Independent contractors can be an invaluable addition to your workforce. But how can you be sure the person you’re contracting with is truly independent?

It’s not simply a matter of mutual agreement. You can sign a contract with someone specifically creating an independent contractor relationship that won’t hold up in court because the person is a common law employee.

Misclassifying a common law employee as an independent contractor is a major liability, exposing your business to potential lawsuits, penalties, back taxes, and audits. It can also damage employee productivity and morale. The longer the errors go on, the bigger the risk grows.

Before you contract with any worker, you need to know the difference between a common law employee and an independent contractor.

Overview: What is a common law employee?

The Internal Revenue Service (IRS) defines a common law employee as “anyone who performs services for you … if you can control what will be done and how it will be done.”

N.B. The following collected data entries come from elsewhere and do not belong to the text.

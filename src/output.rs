//! Output formatting and persistence for aggregation tables.
//!
//! Supports pretty-printed JSON on stdout, JSON files, and CSV tables the
//! chart layer can consume directly.

use anyhow::Result;
use serde::Serialize;
use std::fs::{self, File};
use std::path::Path;
use tracing::debug;

/// Prints a value as pretty JSON on stdout.
pub fn print_json<T: Serialize>(value: &T) -> Result<()> {
    println!("{}", serde_json::to_string_pretty(value)?);
    Ok(())
}

/// Writes a value as pretty JSON to a file, creating parent directories as
/// needed.
pub fn write_json<T: Serialize>(path: &str, value: &T) -> Result<()> {
    ensure_parent_dir(path)?;
    let file = File::create(path)?;
    serde_json::to_writer_pretty(file, value)?;
    debug!(path, "JSON written");
    Ok(())
}

/// Writes rows as a CSV table with a header derived from the row type.
///
/// An empty row set produces an empty file; the chart layer treats that as
/// an empty panel.
pub fn write_table_csv<T: Serialize>(path: &str, rows: &[T]) -> Result<()> {
    ensure_parent_dir(path)?;
    let mut writer = csv::Writer::from_path(path)?;
    for row in rows {
        writer.serialize(row)?;
    }
    writer.flush()?;
    debug!(path, rows = rows.len(), "CSV table written");
    Ok(())
}

fn ensure_parent_dir(path: &str) -> Result<()> {
    if let Some(parent) = Path::new(path).parent() {
        if !parent.as_os_str().is_empty() {
            fs::create_dir_all(parent)?;
        }
    }
    Ok(())
}

#[cfg(test)]
mod tests {
    use super::*;
    use crate::analyzers::types::WeekdayRow;
    use crate::records::Weekday;
    use std::env;

    fn temp_path(name: &str) -> String {
        format!("{}/{}", env::temp_dir().display(), name)
    }

    #[test]
    fn test_write_json_creates_file() {
        let path = temp_path("bikeshare_insights_test_write.json");
        let _ = fs::remove_file(&path); // clean up any prior run

        let rows = vec![WeekdayRow {
            weekday: Weekday::Sunday,
            cnt: 7034,
        }];
        write_json(&path, &rows).unwrap();

        let content = fs::read_to_string(&path).unwrap();
        assert!(content.contains("Sunday"));
        assert!(content.contains("7034"));

        fs::remove_file(&path).unwrap();
    }

    #[test]
    fn test_write_table_csv_header_and_rows() {
        let path = temp_path("bikeshare_insights_test_table.csv");
        let _ = fs::remove_file(&path);

        let rows = vec![
            WeekdayRow {
                weekday: Weekday::Sunday,
                cnt: 10,
            },
            WeekdayRow {
                weekday: Weekday::Monday,
                cnt: 20,
            },
        ];
        write_table_csv(&path, &rows).unwrap();

        let content = fs::read_to_string(&path).unwrap();
        let lines: Vec<_> = content.lines().collect();
        assert_eq!(lines.len(), 3);
        assert!(lines[0].contains("weekday"));
        assert!(lines[1].starts_with("Sunday"));

        fs::remove_file(&path).unwrap();
    }

    #[test]
    fn test_write_table_csv_empty_rows() {
        let path = temp_path("bikeshare_insights_test_empty.csv");
        let _ = fs::remove_file(&path);

        let rows: Vec<WeekdayRow> = Vec::new();
        write_table_csv(&path, &rows).unwrap();

        assert!(Path::new(&path).exists());
        assert!(fs::read_to_string(&path).unwrap().is_empty());

        fs::remove_file(&path).unwrap();
    }
}
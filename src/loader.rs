//! CSV ingestion and date-range selection for the rentals dataset.

use anyhow::{Context, Result, bail};
use chrono::NaiveDate;
use std::fs::File;
use std::io::Read;
use tracing::{debug, warn};

use crate::records::RentalRecord;

/// Columns every input file must carry. Extra columns are ignored.
pub const REQUIRED_COLUMNS: [&str; 10] = [
    "dteday",
    "season",
    "weathersit",
    "workingday",
    "weekday",
    "mnth",
    "yr",
    "registered",
    "casual",
    "cnt",
];

/// Deserializes rental records from CSV data.
///
/// The header row is validated up front; the first required column that is
/// absent fails the whole load with that column named. Rows whose total
/// disagrees with registered + casual are kept and reported once.
pub fn read_records<R: Read>(reader: R) -> Result<Vec<RentalRecord>> {
    let mut rdr = csv::Reader::from_reader(reader);

    let headers = rdr.headers()?.clone();
    for col in REQUIRED_COLUMNS {
        if !headers.iter().any(|h| h == col) {
            bail!("input data is missing required column `{col}`");
        }
    }

    let mut records = Vec::new();
    let mut inconsistent = 0usize;
    for result in rdr.deserialize() {
        let record: RentalRecord = result?;
        if !record.is_consistent() {
            inconsistent += 1;
        }
        records.push(record);
    }

    if inconsistent > 0 {
        warn!(
            rows = inconsistent,
            "rows where cnt != registered + casual"
        );
    }
    debug!(rows = records.len(), "CSV records deserialized");

    Ok(records)
}

/// Loads rental records from a CSV file on disk.
pub fn load_file(path: &str) -> Result<Vec<RentalRecord>> {
    let file =
        File::open(path).with_context(|| format!("failed to open rentals CSV at {path}"))?;
    read_records(file)
}

/// Keeps the rows whose date falls inside the inclusive `[start, end]`
/// range. A bound left as `None` is open on that side. An empty selection
/// is a valid result, not an error.
pub fn filter_date_range(
    records: &[RentalRecord],
    start: Option<NaiveDate>,
    end: Option<NaiveDate>,
) -> Vec<RentalRecord> {
    records
        .iter()
        .filter(|r| {
            start.is_none_or(|s| r.dteday >= s) && end.is_none_or(|e| r.dteday <= e)
        })
        .cloned()
        .collect()
}

/// Earliest and latest dates in the dataset, for the range picker.
pub fn date_span(records: &[RentalRecord]) -> Option<(NaiveDate, NaiveDate)> {
    let min = records.iter().map(|r| r.dteday).min()?;
    let max = records.iter().map(|r| r.dteday).max()?;
    Some((min, max))
}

If you’re thinking the last half of that definition could use a little fleshing out, you have a very good point. Anytime you hire someone to do work, you control some aspects of “what will be done and how it will be done.” You don’t just hire a kid to mow any lawn on the block, right?

So, how much control can you exert before a worker becomes an employee?

Common law employee vs. independent contractor: What’s the difference?

The difference between independent contractor and common law employee rides on the control and independence evidenced in the relationship. You may be accustomed to taking a very hands-on approach to managing employees. Contractors require a different approach.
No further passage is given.